# ohms law failed? =O



## swong46 (Feb 15, 2010)

Ok, well ohms law didnt really fail but I have a pair of car audio component speakers that are 4 ohm each.

I wired the crossover input wires in parallel and got a 2 ohm load. When I wire it in series, it is still 4 ohm, not 8 ohm...

Any help?


----------



## Syd26147 (Jul 4, 2008)

If you don't mind my asking how did you measure the impedance?

SYd


----------



## swong46 (Feb 15, 2010)

with a multimeter set to 200 ohms range

each comp separately was 4.3 ohms
series was 4.6 ohms
parallel was 2.3 ohms


----------



## Syd26147 (Jul 4, 2008)

You are reading DCR ( DC resistance ) not impedance.
This is a common mistake.
AC and impedance involve the addition variables of frequency and phase.
DC resistance is commonly 60 - 80% of impedance.
But speakers are reactive elements, so their impedance varies with frequency.
Often impedance values are stated at a given standard frequency of 1000Hz.

Syd


----------



## swong46 (Feb 15, 2010)

But how come when I measure my subs in DC, it reads like normal?
And how could I measure actual impedance?


----------



## Syd26147 (Jul 4, 2008)

This may help
Here is a representative link 
http://www.installer.com/tech/sit.html
That's the old school method
Nowadays I use WTII to measure impedance.

Syd


----------



## swong46 (Feb 15, 2010)

So, can I just hook up the speakers to my receiver and play a certain sine frequency and then measure the ohms? or will that somehow mess up the receiver?


----------



## lcaillo (May 2, 2006)

The resistive component should still add. You are either not wiring in series like you think or you are measuring at the wrong points. You may also have a load in the crossover altering your reading.


----------



## swong46 (Feb 15, 2010)

both crossovers have tweets and mids attached to them and I wired them + +- - and tested ohms on the left + and right -

They do add, they increase by .3 ohms...


----------



## robbo266317 (Sep 22, 2008)

Are you measuring these with the crossover connected? 
If so then try just measuring the speakers, without the crossover, and a single wire joining the + to -


----------



## swong46 (Feb 15, 2010)

When I just do the mids or tweets, I get a higher "correct" reading.

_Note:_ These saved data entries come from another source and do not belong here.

//! Rapier3D physics backend implementation.
//!
//! This module provides the physics backend for Bevy Rapier3D.
//! Enable with the `rapier3d` feature.
//!
//! Bodies are moved with Rapier's own [`KinematicCharacterController`], which
//! handles collide-and-slide, step climbing and snapping. Run the physics
//! plugin in the fixed schedule so the settle sensors see this tick's move:
//!
//! ```rust,no_run
//! use bevy::prelude::*;
//! use bevy_rapier3d::prelude::*;
//! use msg_kinematic_controller::prelude::*;
//!
//! App::new()
//!     .add_plugins(DefaultPlugins)
//!     .add_plugins(RapierPhysicsPlugin::<NoUserData>::default().in_fixed_schedule())
//!     .add_plugins(KinematicControllerPlugin::<Rapier3dBackend>::default())
//!     .run();
//! ```

use bevy::prelude::*;
use bevy_rapier3d::prelude::*;

use crate::backend::{CharacterPhysicsBackend, SensorReadings};
use crate::collision::CollisionData;
use crate::config::MovementConfig;
use crate::grounding::GroundProbe;
use crate::movement::CharacterController;
use crate::tuning::TuningParameter;
use crate::wall_jump::cone_directions;
use crate::MovementSet;

/// Skin kept between the body and the world by Rapier's mover.
const CONTROLLER_OFFSET: f32 = 0.02;
/// Narrowest ledge the autostep will climb onto.
const AUTOSTEP_MIN_WIDTH: f32 = 0.1;

/// Rapier3D physics backend for the character controller.
///
/// Sensing uses `RapierContext` ray and shape casts; moving hands the
/// controller's displacement to [`KinematicCharacterController`].
pub struct Rapier3dBackend;

impl CharacterPhysicsBackend for Rapier3dBackend {
    fn plugin() -> impl Plugin {
        Rapier3dBackendPlugin
    }
}

/// Plugin that sets up Rapier3D-specific systems for the character controller.
pub struct Rapier3dBackendPlugin;

impl Plugin for Rapier3dBackendPlugin {
    fn build(&self, app: &mut App) {
        app.add_systems(
            FixedUpdate,
            (
                rapier_wall_probe.in_set(MovementSet::Sensors),
                rapier_apply_translation.in_set(MovementSet::Move),
            ),
        );

        // The character output is written back after the step.
        app.configure_sets(
            FixedPostUpdate,
            MovementSet::SettleSensors.after(PhysicsSet::Writeback),
        );
        app.add_systems(
            FixedPostUpdate,
            rapier_ground_probe.in_set(MovementSet::SettleSensors),
        );
    }
}

/// Half segment length and radius of a collider, treated as a capsule.
///
/// Balls report a zero half height; other shapes fall back to their half
/// extents, with the smaller horizontal extent as radius.
pub fn capsule_dimensions(collider: &Collider) -> (f32, f32) {
    if let Some(capsule) = collider.as_capsule() {
        let segment = capsule.segment();
        let half_height = (segment.a().y - segment.b().y).abs() / 2.0;
        (half_height, capsule.radius())
    } else if let Some(ball) = collider.as_ball() {
        (0.0, ball.radius())
    } else if let Some(cuboid) = collider.as_cuboid() {
        let half = cuboid.half_extents();
        let radius = half.x.min(half.z);
        ((half.y - radius).max(0.0), radius)
    } else {
        (0.0, 0.0)
    }
}

/// Distance from collider center to its base.
pub fn collider_bottom_offset(collider: &Collider) -> f32 {
    let (half_height, radius) = capsule_dimensions(collider);
    half_height + radius
}

/// Fill the wall cone from the controller's probe direction.
fn rapier_wall_probe(
    rapier_context: ReadRapierContext,
    mut q_controllers: Query<(
        Entity,
        &GlobalTransform,
        &CharacterController,
        &MovementConfig,
        &mut SensorReadings,
        Option<&Collider>,
        Option<&CollisionGroups>,
    )>,
) {
    let Ok(context) = rapier_context.single() else {
        return;
    };

    for (entity, transform, controller, config, mut readings, collider, groups) in
        &mut q_controllers
    {
        let forward = controller.wall_probe_direction();
        if !config.wall_jump.enabled || forward == Vec3::ZERO {
            readings.wall_cone = [None; 3];
            continue;
        }

        let origin = transform.translation();
        let radius = collider.map(|c| capsule_dimensions(c).1).unwrap_or(0.0);
        let max_distance = radius + config.wall_jump.detection_distance;
        let filter = query_filter(entity, groups);

        readings.wall_cone = cone_directions(forward, controller.up(), &config.wall_jump).map(
            |direction| {
                context
                    .cast_ray_and_get_normal(origin, direction, max_distance, true, filter)
                    .map(|(hit_entity, hit)| {
                        CollisionData::new(
                            (hit.time_of_impact - radius).max(0.0),
                            hit.normal,
                            hit.point,
                            Some(hit_entity),
                        )
                    })
            },
        );
    }
}

/// Hand this tick's displacement and effective body tuning to Rapier.
fn rapier_apply_translation(
    mut q_controllers: Query<(&CharacterController, &mut KinematicCharacterController)>,
) {
    for (controller, mut mover) in &mut q_controllers {
        let tuning = controller.tuning();
        mover.up = controller.up();
        mover.offset = CharacterLength::Absolute(CONTROLLER_OFFSET);
        mover.max_slope_climb_angle = tuning.effective(TuningParameter::SlopeLimit).to_radians();

        let step_height = tuning.effective(TuningParameter::StepHeight);
        mover.autostep = (step_height > 0.0).then(|| CharacterAutostep {
            max_height: CharacterLength::Absolute(step_height),
            min_width: CharacterLength::Absolute(AUTOSTEP_MIN_WIDTH),
            include_dynamic_bodies: false,
        });

        let translation = controller.translation();
        mover.translation =
            (controller.is_enabled() && translation != Vec3::ZERO).then_some(translation);
    }
}

/// Probe the ground below the moved body and collect what the move touched.
fn rapier_ground_probe(
    rapier_context: ReadRapierContext,
    mut q_controllers: Query<(
        Entity,
        &GlobalTransform,
        &CharacterController,
        &MovementConfig,
        &mut SensorReadings,
        Option<&Collider>,
        Option<&CollisionGroups>,
        Option<&KinematicCharacterControllerOutput>,
    )>,
) {
    let context = rapier_context.single().ok();

    for (entity, transform, controller, config, mut readings, collider, groups, output) in
        &mut q_controllers
    {
        readings.clear_settle();

        if let Some(output) = output {
            readings.fallback_grounded = output.grounded;
            readings
                .touched
                .extend(output.collisions.iter().filter_map(|collision| {
                    let details = collision.hit.details?;
                    Some(CollisionData::new(
                        collision.hit.time_of_impact,
                        details.normal1,
                        details.witness1,
                        Some(collision.entity),
                    ))
                }));
        }

        // No physics world: the probe stays Failed and the fallback decides.
        let Some(context) = context.as_ref() else {
            continue;
        };

        let up = controller.up();
        let (half_height, radius) = collider.map(capsule_dimensions).unwrap_or((0.0, 0.0));
        let probe_radius = (radius * config.grounding.probe_radius_scale).max(0.01);
        // Start with the probe ball resting inside the lower hemisphere so its
        // lowest point sits `lift` above the body's base.
        let lift = (radius - probe_radius).max(0.0);
        let origin = transform.translation() - up * half_height;

        let hit = context.cast_shape(
            origin,
            Quat::IDENTITY,
            -up,
            &Collider::ball(probe_radius),
            ShapeCastOptions {
                max_time_of_impact: lift + config.grounding.probe_distance,
                stop_at_penetration: false,
                compute_impact_geometry_on_penetration: false,
                ..default()
            },
            query_filter(entity, groups),
        );
        readings.ground = ground_probe_from_hit(hit, lift);
    }
}

/// Convert a ground shape-cast result, removing the initial `lift`.
fn ground_probe_from_hit(hit: Option<(Entity, ShapeCastHit)>, lift: f32) -> GroundProbe {
    let Some((hit_entity, hit)) = hit else {
        return GroundProbe::Miss;
    };
    match (hit.status, hit.details) {
        // Started in penetration: geometry is unreliable this tick.
        (ShapeCastStatus::PenetratingOrWithinTargetDist, _) | (_, None) => GroundProbe::Failed,
        (_, Some(details)) => GroundProbe::Hit(CollisionData::new(
            (hit.time_of_impact - lift).max(0.0),
            details.normal1,
            details.witness1,
            Some(hit_entity),
        )),
    }
}

fn query_filter(entity: Entity, groups: Option<&CollisionGroups>) -> QueryFilter<'static> {
    let filter = QueryFilter::default()
        .exclude_rigid_body(entity)
        .exclude_sensors();
    match groups {
        Some(groups) => filter.groups(*groups),
        None => filter,
    }
}

/// Bundle for creating a kinematic character with Rapier3D physics.
///
/// # Example
///
/// ```ignore
/// use bevy::prelude::*;
/// use msg_kinematic_controller::prelude::*;
/// use msg_kinematic_controller::rapier::Rapier3dCharacterBundle;
///
/// fn spawn_player(mut commands: Commands) {
///     let config = MovementConfig::player();
///     commands.spawn((
///         Transform::from_xyz(0.0, 2.0, 0.0),
///         Rapier3dCharacterBundle::capsule(0.5, 0.4, &config),
///         config,
///     ));
/// }
/// ```
#[derive(Bundle)]
pub struct Rapier3dCharacterBundle {
    pub controller: CharacterController,
    /// Should stay [`RigidBody::KinematicPositionBased`].
    pub rigid_body: RigidBody,
    pub collider: Collider,
    /// Rapier's collide-and-slide mover, driven by the Move set.
    pub mover: KinematicCharacterController,
}

impl Rapier3dCharacterBundle {
    /// Upright capsule character.
    ///
    /// `half_height` is half the length of the capsule's straight segment.
    pub fn capsule(half_height: f32, radius: f32, config: &MovementConfig) -> Self {
        Self {
            controller: CharacterController::new(config),
            rigid_body: RigidBody::KinematicPositionBased,
            collider: Collider::capsule_y(half_height, radius),
            mover: KinematicCharacterController {
                offset: CharacterLength::Absolute(CONTROLLER_OFFSET),
                max_slope_climb_angle: config.slope.default_slope_limit.to_radians(),
                autostep: (config.body.step_height > 0.0).then(|| CharacterAutostep {
                    max_height: CharacterLength::Absolute(config.body.step_height),
                    min_width: CharacterLength::Absolute(AUTOSTEP_MIN_WIDTH),
                    include_dynamic_bodies: false,
                }),
                ..default()
            },
        }
    }

    pub fn with_collider(mut self, collider: Collider) -> Self {
        self.collider = collider;
        self
    }
}

#[cfg(test)]
mod tests {
    use super::*;

    fn cast_hit(status: ShapeCastStatus, details: Option<ShapeCastHitDetails>) -> Option<(Entity, ShapeCastHit)> {
        Some((
            Entity::from_raw(4),
            ShapeCastHit {
                time_of_impact: 0.35,
                details,
                status,
            },
        ))
    }

    #[test]
    fn ground_cast_results_are_classified() {
        let details = ShapeCastHitDetails {
            witness1: Vec3::new(0.0, -1.0, 0.0),
            witness2: Vec3::ZERO,
            normal1: Vec3::Y,
            normal2: Vec3::NEG_Y,
        };
        match ground_probe_from_hit(cast_hit(ShapeCastStatus::Converged, Some(details)), 0.3) {
            GroundProbe::Hit(hit) => {
                assert!((hit.distance - 0.05).abs() < 1e-5);
                assert_eq!(hit.normal, Vec3::Y);
                assert_eq!(hit.entity, Some(Entity::from_raw(4)));
            }
            other => panic!("expected hit, got {other:?}"),
        }

        assert_eq!(ground_probe_from_hit(None, 0.3), GroundProbe::Miss);
        assert_eq!(
            ground_probe_from_hit(cast_hit(ShapeCastStatus::PenetratingOrWithinTargetDist, None), 0.3),
            GroundProbe::Failed
        );
        assert_eq!(
            ground_probe_from_hit(cast_hit(ShapeCastStatus::PenetratingOrWithinTargetDist, Some(details)), 0.3),
            GroundProbe::Failed
        );
    }

    #[test]
    fn capsule_dimensions_from_capsule() {
        let (half_height, radius) = capsule_dimensions(&Collider::capsule_y(0.5, 0.4));
        assert!((half_height - 0.5).abs() < 1e-5);
        assert!((radius - 0.4).abs() < 1e-5);
        assert!((collider_bottom_offset(&Collider::capsule_y(0.5, 0.4)) - 0.9).abs() < 1e-5);
    }

    #[test]
    fn capsule_dimensions_from_other_shapes() {
        assert_eq!(capsule_dimensions(&Collider::ball(0.3)), (0.0, 0.3));

        let (half_height, radius) = capsule_dimensions(&Collider::cuboid(0.3, 1.0, 0.5));
        assert!((radius - 0.3).abs() < 1e-5);
        assert!((half_height - 0.7).abs() < 1e-5);
    }

    #[test]
    fn bundle_uses_config_tuning() {
        let config = MovementConfig::default();
        let bundle = Rapier3dCharacterBundle::capsule(0.5, 0.4, &config);

        assert_eq!(bundle.rigid_body, RigidBody::KinematicPositionBased);
        assert!(
            (bundle.mover.max_slope_climb_angle - config.slope.default_slope_limit.to_radians()).abs()
                < 1e-6
        );
        assert_eq!(bundle.mover.autostep.is_some(), config.body.step_height > 0.0);
    }

    #[test]
    fn bundle_spawns_with_required_components() {
        let mut world = World::new();
        let config = MovementConfig::default();
        let entity = world
            .spawn(Rapier3dCharacterBundle::capsule(0.5, 0.4, &config))
            .id();

        assert!(world.get::<CharacterController>(entity).is_some());
        assert!(world.get::<SensorReadings>(entity).is_some());
        assert!(world.get::<MovementConfig>(entity).is_some());
        assert!(world.get::<KinematicCharacterController>(entity).is_some());
    }
}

Now what do I do about the two crossovers?


----------



## swong46 (Feb 15, 2010)

Can I wire both mids and tweets through one cross over? Will the cross be able to handle the power?


----------



## lsiberian (Mar 24, 2009)

swong46 said:


> Ok, well ohms law didnt really fail but I have a pair of car audio component speakers that are 4 ohm each.
> 
> I wired the crossover input wires in parallel and got a 2 ohm load. When I wire it in series, it is still 4 ohm, not 8 ohm...
> 
> Any help?


Wouldn't you only have one crossover input wire per output? 

I'm not a car audio guy, but the crossover simply distributes the correct frequency range to the speaker components. This is almost always done in parallel. But you only get a parallel load if you have dual drivers on one of the frequency ranges.


----------



## ryan750 (Aug 14, 2009)

swong46 said:


> So, can I just hook up the speakers to my receiver and play a certain sine frequency and then measure the ohms? or will that somehow mess up the receiver?


No, never do that, you'll probably bust your receiver or give it a very very hard time of it's life lddude:... 
Try using speaker workshop, it measure impedance using your sound card's line in/out and a ref resistor


----------